Database Processes

TimesTen initiates separate background processes to each database to perform operations:

TimesTen Daemon

The TimesTen daemon starts when TimesTen is installed. This main daemon runs in the background. The instance administrator must manually start and stop the daemon after each system reboot or the root user can start the daemon by running the daemon startup script.

The TimesTen daemon performs the following functions:

  • Manage shared memory access

  • Coordinate process recovery

  • Keep management statistics on what databases exist, which are in use, and which application processes are connected to which databases

  • Manage RAM policy

  • Start replication processes (if requested), the TimesTen Server and the cache agent (if enabled).
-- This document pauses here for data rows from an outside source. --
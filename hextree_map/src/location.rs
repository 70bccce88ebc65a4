// Copyright 2025 the Hextree Authors
// SPDX-License-Identifier: Apache-2.0 OR MIT

//! Per-position slots: tile ownership plus collaborator bookkeeping.

use alloc::boxed::Box;
use alloc::vec::Vec;

use crate::tile::Tile;
use crate::types::Position;

/// The permanent slot for one map position.
///
/// A location's position is fixed when its floor is created and never changes,
/// even as the tile occupying it churns. Collaborators (spawn and waypoint
/// managers, the house list) attach small per-position counters here without
/// duplicating position bookkeeping of their own.
///
/// There is no public tile setter: occupancy only changes through the owning
/// map, which keeps the running tile count correct in one place.
#[derive(Debug)]
pub struct TileLocation {
    position: Position,
    tile: Option<Box<Tile>>,
    spawn_count: usize,
    waypoint_count: usize,
    house_exits: Vec<u32>,
}

impl TileLocation {
    pub(crate) fn new(position: Position) -> Self {
        Self {
            position,
            tile: None,
            spawn_count: 0,
            waypoint_count: 0,
            house_exits: Vec::new(),
        }
    }

    /// The position of this slot.
    pub fn position(&self) -> Position {
        self.position
    }

    /// X coordinate of this slot.
    pub fn x(&self) -> u16 {
        self.position.x
    }

    /// Y coordinate of this slot.
    pub fn y(&self) -> u16 {
        self.position.y
    }

    /// Z layer of this slot.
    pub fn z(&self) -> u8 {
        self.position.z
    }

    /// The current occupant, if any.
    pub fn get(&self) -> Option<&Tile> {
        self.tile.as_deref()
    }

    /// The current occupant, mutably. The tile itself may be edited freely;
    /// occupancy still only changes through the map.
    pub fn get_mut(&mut self) -> Option<&mut Tile> {
        self.tile.as_deref_mut()
    }

    /// How much this location carries: items on the tile plus collaborator
    /// counters. Used to decide whether a location is interesting for
    /// selection and pruning passes.
    pub fn size(&self) -> usize {
        self.tile.as_ref().map_or(0, |tile| tile.size())
            + self.spawn_count
            + self.waypoint_count
            + usize::from(!self.house_exits.is_empty())
    }

    /// True if nothing at all is recorded here.
    pub fn is_empty(&self) -> bool {
        self.size() == 0
    }

    /// Number of spawns covering this position.
    pub fn spawn_count(&self) -> usize {
        self.spawn_count
    }

    /// Record one more spawn covering this position.
    pub fn increment_spawn_count(&mut self) {
        self.spawn_count += 1;
    }

    /// Record one less spawn covering this position.
    pub fn decrement_spawn_count(&mut self) {
        debug_assert!(self.spawn_count > 0, "spawn count underflow");
        self.spawn_count -= 1;
    }

    /// Number of waypoints at this position.
    pub fn waypoint_count(&self) -> usize {
        self.waypoint_count
    }

    /// Record one more waypoint at this position.
    pub fn increment_waypoint_count(&mut self) {
        self.waypoint_count += 1;
    }

    /// Record one less waypoint at this position.
    pub fn decrement_waypoint_count(&mut self) {
        debug_assert!(self.waypoint_count > 0, "waypoint count underflow");
        self.waypoint_count -= 1;
    }

    /// Houses whose exit is at this position. Empty until the first exit is
    /// registered; the list allocates nothing before then.
    pub fn house_exits(&self) -> &[u32] {
        &self.house_exits
    }

    /// Register a house exit at this position.
    pub fn add_house_exit(&mut self, house_id: u32) {
        self.house_exits.push(house_id);
    }

    /// Remove one registration of `house_id` from this position.
    pub fn remove_house_exit(&mut self, house_id: u32) {
        if let Some(i) = self.house_exits.iter().position(|&id| id == house_id) {
            self.house_exits.remove(i);
        }
    }

    /// Swap the occupant. Only the map calls this, through its single
    /// count-maintaining primitive.
    pub(crate) fn replace_tile(&mut self, tile: Option<Box<Tile>>) -> Option<Box<Tile>> {
        if let Some(tile) = &tile {
            debug_assert_eq!(
                tile.position(),
                self.position,
                "tile position must match its slot"
            );
        }
        core::mem::replace(&mut self.tile, tile)
    }
}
Application developers do not interact with the daemon directly. No application code runs in the daemon and application developers do not generally have to be concerned with it. Application programs that access TimesTen databases communicate with the daemon transparently using TimesTen internal routines.

See Working with the TimesTen Daemon in the Oracle TimesTen In-Memory Database Operations Guide.

Subdaemons

The main TimesTen daemon spawns subdaemons dynamically as they are needed.

TimesTen uses subdaemons to perform the following:

  • Manage databases

  • Flush the transaction log buffer to the file system

  • Perform periodic checkpoints in the background for the active database

  • Load the database into memory from a checkpoint file on the file system

  • Implement the data aging policies of various tables

  • Detect and handle deadlocks

  • Roll back transactions for abnormally terminated direct-mode applications

  • Perform required background processing for the database

  • Recover the database if it needs to be recovered after loading it into memory

See Managing Subdaemons in the Oracle TimesTen In-Memory Database Operations Guide.